Using the data that follows, give the number of lines in which the word "ConnectFourError" occurs. Write only the number.

» **Data provided**:
============
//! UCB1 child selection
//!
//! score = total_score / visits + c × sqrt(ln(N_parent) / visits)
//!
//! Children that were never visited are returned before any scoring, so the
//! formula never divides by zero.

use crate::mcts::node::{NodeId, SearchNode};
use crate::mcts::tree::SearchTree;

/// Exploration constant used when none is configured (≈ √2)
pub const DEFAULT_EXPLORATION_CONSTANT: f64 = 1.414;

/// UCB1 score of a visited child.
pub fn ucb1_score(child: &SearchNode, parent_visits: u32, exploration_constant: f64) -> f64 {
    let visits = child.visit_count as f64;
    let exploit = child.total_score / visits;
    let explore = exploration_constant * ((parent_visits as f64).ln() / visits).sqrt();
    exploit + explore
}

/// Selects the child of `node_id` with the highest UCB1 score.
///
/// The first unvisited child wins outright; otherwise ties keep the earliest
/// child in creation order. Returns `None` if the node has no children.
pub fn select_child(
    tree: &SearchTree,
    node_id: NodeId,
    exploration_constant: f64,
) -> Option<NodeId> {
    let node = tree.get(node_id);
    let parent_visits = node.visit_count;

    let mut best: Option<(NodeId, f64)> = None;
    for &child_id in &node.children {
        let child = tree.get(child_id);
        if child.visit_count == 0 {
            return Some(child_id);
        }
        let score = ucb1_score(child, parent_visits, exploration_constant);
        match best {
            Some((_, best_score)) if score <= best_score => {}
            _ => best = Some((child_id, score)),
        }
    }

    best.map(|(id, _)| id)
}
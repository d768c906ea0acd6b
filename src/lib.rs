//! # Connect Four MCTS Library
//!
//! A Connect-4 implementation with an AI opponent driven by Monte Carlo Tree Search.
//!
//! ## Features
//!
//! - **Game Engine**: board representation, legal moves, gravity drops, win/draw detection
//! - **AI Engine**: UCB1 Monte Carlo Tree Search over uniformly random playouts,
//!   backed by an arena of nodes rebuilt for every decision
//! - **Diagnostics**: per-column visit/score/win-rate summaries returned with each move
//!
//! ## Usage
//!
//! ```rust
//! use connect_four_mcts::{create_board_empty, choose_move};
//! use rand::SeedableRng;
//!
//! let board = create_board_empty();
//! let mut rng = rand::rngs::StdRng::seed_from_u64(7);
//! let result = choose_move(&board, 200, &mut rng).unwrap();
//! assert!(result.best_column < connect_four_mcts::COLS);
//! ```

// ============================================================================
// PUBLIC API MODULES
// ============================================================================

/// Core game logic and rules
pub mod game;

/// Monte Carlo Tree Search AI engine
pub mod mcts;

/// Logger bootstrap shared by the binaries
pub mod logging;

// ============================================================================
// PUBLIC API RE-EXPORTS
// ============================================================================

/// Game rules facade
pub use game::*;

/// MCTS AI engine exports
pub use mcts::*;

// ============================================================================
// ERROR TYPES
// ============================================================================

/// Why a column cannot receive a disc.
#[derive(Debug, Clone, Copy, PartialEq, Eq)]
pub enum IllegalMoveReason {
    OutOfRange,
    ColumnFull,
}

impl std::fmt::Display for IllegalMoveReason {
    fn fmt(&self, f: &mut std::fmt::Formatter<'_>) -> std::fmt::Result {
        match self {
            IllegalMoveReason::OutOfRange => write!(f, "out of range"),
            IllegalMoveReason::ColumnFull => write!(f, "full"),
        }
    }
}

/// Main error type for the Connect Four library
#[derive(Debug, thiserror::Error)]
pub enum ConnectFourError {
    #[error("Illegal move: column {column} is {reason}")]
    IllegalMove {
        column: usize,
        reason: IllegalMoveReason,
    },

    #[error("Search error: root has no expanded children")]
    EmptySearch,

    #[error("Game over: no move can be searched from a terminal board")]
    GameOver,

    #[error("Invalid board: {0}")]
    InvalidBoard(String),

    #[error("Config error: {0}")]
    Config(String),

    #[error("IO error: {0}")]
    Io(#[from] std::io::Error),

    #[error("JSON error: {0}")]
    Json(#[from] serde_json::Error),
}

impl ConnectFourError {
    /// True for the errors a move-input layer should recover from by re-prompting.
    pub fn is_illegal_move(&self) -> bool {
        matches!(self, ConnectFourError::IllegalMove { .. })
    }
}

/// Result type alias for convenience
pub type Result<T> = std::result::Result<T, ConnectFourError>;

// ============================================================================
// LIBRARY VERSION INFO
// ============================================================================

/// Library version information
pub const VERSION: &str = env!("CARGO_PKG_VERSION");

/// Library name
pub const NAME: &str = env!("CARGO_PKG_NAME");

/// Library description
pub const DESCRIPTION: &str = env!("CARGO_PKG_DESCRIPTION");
============
» **Your solution**:
4